The discussion within our group was lively. Should Protostrategos try to improve the hiring software, or just scrap it? Was the company right in disclosing the software’s discriminatory nature to Helena? Perhaps Protostrategos should have covered it up and simply offered her an interview. Does the company need to get the consent of its employees before using their data to train the system, and if so, is Protostrategos required to scrap its model and train it all over again? How much was this company in the wrong, both legally and ethically? And what role should values play in the company’s decision-making… such as the seven values from the European Commission’s Guidelines for Trustworthy AI, which include human agency and oversight; technical robustness and safety; privacy and data governance; transparency; diversity, non-discrimination, and fairness; societal and environmental well-being; and accountability.
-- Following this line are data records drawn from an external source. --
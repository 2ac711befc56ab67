use crate::{
    Color, EmbeddedComponent, EmbeddedData, Entity, LabelDesc, Quat, SpriteDesc, TextRecord,
    TextValue, Vec2, Vec3,
};

const INDENT: &str = "  ";

/// Renders an entity in the canonical layout.
pub fn write_entity(entity: &Entity) -> String {
    write_record(&encode_entity(entity))
}

pub fn write_record(record: &TextRecord) -> String {
    let mut out = String::new();
    write_fields(&mut out, record, 0);
    out
}

fn write_fields(out: &mut String, record: &TextRecord, depth: usize) {
    let pad = INDENT.repeat(depth);
    for (key, value) in &record.fields {
        match value {
            TextValue::Block(inner) => {
                out.push_str(&format!("{pad}{key} {{\n"));
                write_fields(out, inner, depth + 1);
                out.push_str(&format!("{pad}}}\n"));
            }
            TextValue::Str(s) => write_string(out, &pad, key, s),
            TextValue::Number(n) => out.push_str(&format!("{pad}{key}: {}\n", format_number(*n))),
            TextValue::Ident(word) => out.push_str(&format!("{pad}{key}: {word}\n")),
        }
    }
}

/// Multi-line strings go out one literal per line, closed by an empty `""`.
fn write_string(out: &mut String, pad: &str, key: &str, s: &str) {
    if !s.contains('\n') {
        out.push_str(&format!("{pad}{key}: \"{}\"\n", escape(s)));
        return;
    }

    for (i, line) in s.split_inclusive('\n').enumerate() {
        if i == 0 {
            out.push_str(&format!("{pad}{key}: \"{}\"\n", escape(line)));
        } else {
            out.push_str(&format!("{pad}\"{}\"\n", escape(line)));
        }
    }
    if s.ends_with('\n') {
        out.push_str(&format!("{pad}\"\"\n"));
    }
}

fn escape(s: &str) -> String {
    let mut out = String::with_capacity(s.len());
    for c in s.chars() {
        match c {
            '\\' => out.push_str("\\\\"),
            '"' => out.push_str("\\\""),
            '\n' => out.push_str("\\n"),
            '\t' => out.push_str("\\t"),
            '\r' => out.push_str("\\r"),
            c => out.push(c),
        }
    }
    out
}

/// Whole numbers keep a `.0` so they read back as floats.
pub fn format_number(n: f32) -> String {
    if n.is_finite() && n.fract() == 0.0 {
        format!("{n:.1}")
    } else {
        format!("{n}")
    }
}

pub fn encode_entity(entity: &Entity) -> TextRecord {
    let mut record = TextRecord::new();
    for component in &entity.components {
        record.push(
            "components",
            TextValue::Block(
                TextRecord::new()
                    .with("id", str_value(&component.id))
                    .with("component", str_value(&component.component)),
            ),
        );
    }
    for embedded in &entity.embedded_components {
        record.push(
            "embedded_components",
            TextValue::Block(encode_embedded(embedded)),
        );
    }
    record
}

fn encode_embedded(embedded: &EmbeddedComponent) -> TextRecord {
    let data = match &embedded.data {
        EmbeddedData::Sprite(sprite) => encode_sprite(sprite),
        EmbeddedData::Label(label) => encode_label(label),
    };

    let mut record = TextRecord::new()
        .with("id", str_value(&embedded.id))
        .with("type", str_value(embedded.kind().as_str()))
        .with("data", TextValue::Str(write_record(&data)));

    if let Some(position) = embedded.position {
        record.push("position", vec3_block(position, Vec3::ZERO));
    }
    if let Some(rotation) = embedded.rotation {
        record.push("rotation", quat_block(rotation));
    }
    if let Some(scale) = embedded.scale {
        record.push("scale", vec3_block(scale, Vec3::ONE));
    }
    record
}

pub fn encode_sprite(sprite: &SpriteDesc) -> TextRecord {
    let mut record = TextRecord::new()
        .with("default_animation", str_value(&sprite.default_animation))
        .with("material", str_value(&sprite.material));
    if let Some(size) = sprite.size {
        record.push("size", vec2_block(size));
    }
    if let Some(mode) = sprite.size_mode {
        record.push("size_mode", TextValue::Ident(mode.as_str().to_string()));
    }
    for texture in &sprite.textures {
        record.push(
            "textures",
            TextValue::Block(
                TextRecord::new()
                    .with("sampler", str_value(&texture.sampler))
                    .with("texture", str_value(&texture.texture)),
            ),
        );
    }
    record
}

pub fn encode_label(label: &LabelDesc) -> TextRecord {
    let mut record = TextRecord::new().with("size", vec2_block(label.size));
    if let Some(color) = label.color {
        record.push("color", color_block(color));
    }
    if let Some(pivot) = label.pivot {
        record.push("pivot", TextValue::Ident(pivot.as_str().to_string()));
    }
    if let Some(line_break) = label.line_break {
        record.push("line_break", TextValue::Ident(line_break.to_string()));
    }
    record
        .with("text", str_value(&label.text))
        .with("font", str_value(&label.font))
        .with("material", str_value(&label.material))
}

fn str_value(s: &str) -> TextValue {
    TextValue::Str(s.to_string())
}

fn vec2_block(v: Vec2) -> TextValue {
    TextValue::Block(
        TextRecord::new()
            .with("x", TextValue::Number(v.x))
            .with("y", TextValue::Number(v.y)),
    )
}

/// `z` is left out when it matches the block's default.
fn vec3_block(v: Vec3, default: Vec3) -> TextValue {
    let mut record = TextRecord::new()
        .with("x", TextValue::Number(v.x))
        .with("y", TextValue::Number(v.y));
    if v.z != default.z {
        record.push("z", TextValue::Number(v.z));
    }
    TextValue::Block(record)
}

fn quat_block(q: Quat) -> TextValue {
    TextValue::Block(
        TextRecord::new()
            .with("x", TextValue::Number(q.x))
            .with("y", TextValue::Number(q.y))
            .with("z", TextValue::Number(q.z))
            .with("w", TextValue::Number(q.w)),
    )
}

fn color_block(c: Color) -> TextValue {
    TextValue::Block(
        TextRecord::new()
            .with("x", TextValue::Number(c.r))
            .with("y", TextValue::Number(c.g))
            .with("z", TextValue::Number(c.b))
            .with("w", TextValue::Number(c.a)),
    )
}

#[cfg(test)]
mod tests {
    use super::*;
    use crate::{Pivot, SizeMode, parse_entity};

    const GENERATOR_ICON: &str = include_str!("../fixtures/generator_icon.go");
    const TOKEN: &str = include_str!("../fixtures/token.go");

    #[test]
    fn canonical_files_are_reproduced_exactly() {
        for src in [GENERATOR_ICON, TOKEN] {
            let entity = parse_entity(src).expect("parse");
            assert_eq!(write_entity(&entity), src);
        }
    }

    #[test]
    fn omitted_scale_axis_is_not_invented() {
        let entity = parse_entity(GENERATOR_ICON).expect("parse");
        assert_eq!(
            entity.embedded_components[0].scale,
            Some(Vec3::new(1.0, 1.0, 1.0))
        );
        assert!(!write_entity(&entity).contains("z:"));
    }

    #[test]
    fn written_entity_reads_back_equal() {
        let mut sprite = SpriteDesc::new("walk", "/m/sprite.material", "/a/hero.atlas")
            .with_size(Vec2::new(16.0, 24.5));
        sprite.size_mode = Some(SizeMode::Manual);

        let mut label = LabelDesc::new(
            "Score: \"0\"\nBest: 10",
            "/f/main.font",
            "/m/label.material",
            Vec2::new(128.0, 32.0),
        );
        label.color = Some(Color::new(1.0, 0.25, 0.0, 0.5));
        label.pivot = Some(Pivot::Se);
        label.line_break = Some(true);

        let entity = Entity::new()
            .with_component("hero", "/scripts/hero.script")
            .with_embedded(
                EmbeddedComponent::sprite("body", sprite)
                    .with_position(Vec3::new(-4.0, 2.5, 0.3))
                    .with_rotation(Quat::new(0.0, 0.0, 0.38268343, 0.9238795)),
            )
            .with_embedded(
                EmbeddedComponent::label("score", label).with_scale(Vec3::new(0.5, 0.5, 2.0)),
            );

        let text = write_entity(&entity);
        assert_eq!(parse_entity(&text).expect("reparse"), entity);
        assert_eq!(write_entity(&parse_entity(&text).expect("reparse")), text);
    }

    #[test]
    fn empty_entity_writes_nothing() {
        assert_eq!(write_entity(&Entity::new()), "");
    }

    #[test]
    fn formats_numbers_with_fraction() {
        assert_eq!(format_number(32.0), "32.0");
        assert_eq!(format_number(-1.0), "-1.0");
        assert_eq!(format_number(0.25), "0.25");
        assert_eq!(format_number(0.1), "0.1");
    }

    #[test]
    fn single_line_strings_stay_on_one_line() {
        let record = TextRecord::new().with("text", TextValue::Str("say \"hi\"".into()));
        assert_eq!(write_record(&record), "text: \"say \\\"hi\\\"\"\n");
    }
}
The brilliance of this particular exercise was in the way it engaged students by having them play roles in a fictional artificial intelligence ethics scenario. When we evaluate a morally and legally thorny case like this, we can be quick to impose our usual standpoints and prejudices. For example, I tend to think that most artificial intelligence ethicists overstate the importance of software transparency, that is to say, I have a bias in favor of permitting black boxes compared to the mainstream opinion on the issue. So, in looking at this user case, I am unlikely at first to argue that it matters whether or not we understand the precise logical steps the hiring system takes in deciding whether to reject an applicant. However, by being forced to see the case from a particular stakeholder’s point of view – say, the Chief Technical Officer – I can understand the argument that this system needs to be transparent. Otherwise, that officer cannot reverse-engineer the computer’s learning process and give the company a clear answer to Helena about why she was rejected.
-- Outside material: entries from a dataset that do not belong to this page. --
use crate::{Lexer, SceneError, Spanned, TextRecord, TextValue, Token};

pub struct Parser<'a> {
    lexer: Lexer<'a>,
    current: Spanned,
}

impl<'a> Parser<'a> {
    pub fn new(src: &'a str) -> Result<Self, SceneError> {
        let mut lexer = Lexer::new(src);
        let current = lexer.next_token()?;
        Ok(Self { lexer, current })
    }

    fn advance(&mut self) -> Result<(), SceneError> {
        self.current = self.lexer.next_token()?;
        Ok(())
    }

    fn error(&self, message: impl Into<String>) -> SceneError {
        SceneError::syntax(self.current.line, self.current.column, message)
    }

    pub fn parse_record(mut self) -> Result<TextRecord, SceneError> {
        self.parse_fields(false)
    }
}

impl<'a> Parser<'a> {
    /// Parses fields until EOF (top level) or the `}` closing the current block.
    fn parse_fields(&mut self, in_block: bool) -> Result<TextRecord, SceneError> {
        let mut record = TextRecord::new();

        loop {
            match &self.current.token {
                Token::Eof if in_block => return Err(self.error("expected `}` before end of input")),
                Token::Eof => break,

                Token::RBrace if in_block => {
                    self.advance()?;
                    break;
                }
                Token::RBrace => return Err(self.error("unexpected `}`")),

                Token::Ident(key) => {
                    let key = key.clone();
                    self.advance()?;
                    let value = self.parse_field_value(&key)?;
                    record.push(key, value);
                }

                other => {
                    return Err(self.error(format!("expected field name, got {}", describe(other))));
                }
            }
        }

        Ok(record)
    }

    fn parse_field_value(&mut self, key: &str) -> Result<TextValue, SceneError> {
        match self.current.token {
            Token::Colon => {
                self.advance()?;
                if self.current.token == Token::LBrace {
                    self.advance()?;
                    return Ok(TextValue::Block(self.parse_fields(true)?));
                }
                self.parse_scalar(key)
            }
            Token::LBrace => {
                self.advance()?;
                Ok(TextValue::Block(self.parse_fields(true)?))
            }
            _ => Err(self.error(format!("expected `:` or `{{` after `{key}`"))),
        }
    }

    fn parse_scalar(&mut self, key: &str) -> Result<TextValue, SceneError> {
        match &self.current.token {
            Token::String(first) => {
                // adjacent literals concatenate
                let mut s = first.clone();
                self.advance()?;
                while let Token::String(next) = &self.current.token {
                    s.push_str(next);
                    self.advance()?;
                }
                Ok(TextValue::Str(s))
            }
            Token::Number(n) => {
                let n = *n;
                self.advance()?;
                Ok(TextValue::Number(n))
            }
            Token::Ident(word) => {
                let word = word.clone();
                self.advance()?;
                Ok(TextValue::Ident(word))
            }
            other => Err(self.error(format!(
                "expected value for `{key}`, got {}",
                describe(other)
            ))),
        }
    }
}

fn describe(token: &Token) -> String {
    match token {
        Token::Ident(s) => format!("identifier `{s}`"),
        Token::Number(n) => format!("number `{n}`"),
        Token::String(_) => "string".to_string(),
        Token::Colon => "`:`".to_string(),
        Token::LBrace => "`{`".to_string(),
        Token::RBrace => "`}`".to_string(),
        Token::Eof => "end of input".to_string(),
    }
}

pub fn parse_record(src: &str) -> Result<TextRecord, SceneError> {
    Parser::new(src)?.parse_record()
}
pub mod discovery;
pub mod entity_io;
pub mod error;
pub mod references;

pub use discovery::*;
pub use entity_io::*;
pub use error::*;
pub use references::*;

#[cfg(test)]
mod tests {
    use std::fs;
    use std::io;
    use std::path::PathBuf;
    use std::sync::atomic::{AtomicU64, Ordering};
    use std::time::{SystemTime, UNIX_EPOCH};

    use tessel_project::ProjectConfig;
    use tessel_scene::{EmbeddedComponent, Entity, LabelDesc, SceneError, SpriteDesc, Vec2, Vec3};

    use super::*;

    static TEST_DIR_SEQ: AtomicU64 = AtomicU64::new(0);

    fn temp_test_dir() -> PathBuf {
        let seq = TEST_DIR_SEQ.fetch_add(1, Ordering::Relaxed);
        let pid = std::process::id();
        let nonce = SystemTime::now()
            .duration_since(UNIX_EPOCH)
            .unwrap()
            .as_nanos();
        std::env::temp_dir().join(format!("tessel_io_test_{pid}_{nonce}_{seq}"))
    }

    fn token_entity() -> Entity {
        Entity::new()
            .with_component("token", "/scripts/token.script")
            .with_embedded(EmbeddedComponent::sprite(
                "sprite",
                SpriteDesc::new("token", "/builtins/materials/sprite.material", "/assets/tile.atlas"),
            ))
            .with_embedded(
                EmbeddedComponent::label(
                    "label",
                    LabelDesc::new(
                        "x",
                        "/builtins/fonts/default.font",
                        "/builtins/fonts/label-df.material",
                        Vec2::new(64.0, 64.0),
                    ),
                )
                .with_position(Vec3::new(0.0, 0.0, 0.5)),
            )
    }

    #[test]
    fn collects_descriptors_sorted_and_skips_hidden() -> io::Result<()> {
        let base = temp_test_dir();
        fs::create_dir_all(base.join("main/nested"))?;
        fs::create_dir_all(base.join(".git"))?;
        fs::create_dir_all(base.join("target"))?;

        fs::write(base.join("main/token.go"), "")?;
        fs::write(base.join("main/cell.go"), "")?;
        fs::write(base.join("main/nested/ui.go"), "")?;
        fs::write(base.join("main/ui.script"), "")?;
        fs::write(base.join(".git/stale.go"), "")?;
        fs::write(base.join("target/copy.go"), "")?;

        let files = collect_descriptor_files(&base, &["go".to_string()])?;
        let rel: Vec<_> = files
            .iter()
            .map(|p| p.strip_prefix(&base).unwrap().to_path_buf())
            .collect();
        assert_eq!(
            rel,
            vec![
                PathBuf::from("main/cell.go"),
                PathBuf::from("main/nested/ui.go"),
                PathBuf::from("main/token.go"),
            ]
        );

        let _ = fs::remove_dir_all(&base);
        Ok(())
    }

    #[cfg(unix)]
    #[test]
    fn symlinked_directory_loop_is_not_followed() -> io::Result<()> {
        let base = temp_test_dir();
        fs::create_dir_all(base.join("main"))?;
        fs::write(base.join("main/a.go"), "")?;
        std::os::unix::fs::symlink(&base, base.join("main/loop"))?;

        let files = collect_descriptor_files(&base, &["go".to_string()])?;
        assert_eq!(files, vec![base.join("main/a.go")]);

        let _ = fs::remove_dir_all(&base);
        Ok(())
    }

    #[test]
    fn save_then_load_entity_file() {
        let base = temp_test_dir();
        let path = base.join("main").join("token.go");
        let entity = token_entity();

        save_entity_file(&path, &entity).expect("save");
        let loaded = load_entity_file(&path).expect("load");
        assert_eq!(loaded, entity);

        let _ = fs::remove_dir_all(&base);
    }

    #[test]
    fn load_reports_path_with_scene_error() {
        let base = temp_test_dir();
        fs::create_dir_all(&base).expect("mkdir");
        let path = base.join("broken.go");
        fs::write(&path, "components {\n").expect("write");

        let err = load_entity_file(&path).expect_err("expected failure");
        assert!(matches!(
            err,
            IoError::Scene {
                source: SceneError::Syntax { .. },
                ..
            }
        ));
        assert!(err.to_string().contains("broken.go"));

        let _ = fs::remove_dir_all(&base);
    }

    #[test]
    fn load_missing_file_is_read_error() {
        let err = load_entity_file(&temp_test_dir().join("absent.go")).expect_err("expected failure");
        assert!(matches!(err, IoError::Read { .. }));
    }

    #[test]
    fn resource_refs_lists_every_path_field() {
        let entity = token_entity();
        let refs = resource_refs(&entity);
        assert_eq!(
            refs.iter().map(|(field, _)| field.as_str()).collect::<Vec<_>>(),
            [
                "components[0].component",
                "embedded_components[0].data.material",
                "embedded_components[0].data.textures[0].texture",
                "embedded_components[1].data.font",
                "embedded_components[1].data.material",
            ]
        );
    }

    #[test]
    fn check_references_reports_only_missing_project_files() {
        let base = temp_test_dir();
        fs::create_dir_all(base.join("scripts")).expect("mkdir");
        fs::write(base.join("scripts/token.script"), "").expect("write");

        let config = ProjectConfig::default_for_name("Tiles");
        let missing = check_references(&token_entity(), &config, &base);

        assert_eq!(missing.len(), 1);
        assert_eq!(missing[0].field, "embedded_components[0].data.textures[0].texture");
        assert_eq!(missing[0].resource, "/assets/tile.atlas");
        assert_eq!(missing[0].resolved, base.join("assets").join("tile.atlas"));

        let _ = fs::remove_dir_all(&base);
    }
}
Playing these roles reminds us that sometimes people’s values with regards to artificial intelligence are the product of their job, rather than emerge from objective reflection, untainted by day-to-day concerns, about ethics and law. I would like to think that my opinions about artificial intelligence in society derive from the latter. Pondering artificial intelligence ethics has been my full-time job for some three years now, so I would like to think that I have considered this topic from lots of angles. However, what I learned from this course is that it is always a healthy practice to step back from one’s particular opinions, try to adopt the role of a different stakeholder, and see artificial intelligence through that person’s eyes temporarily. This involves a kind of humility, one that perhaps that the leaders of Strategion/Protostrategos failed to embrace when they first proposed using their own software to speed up the process of hiring people into their firm.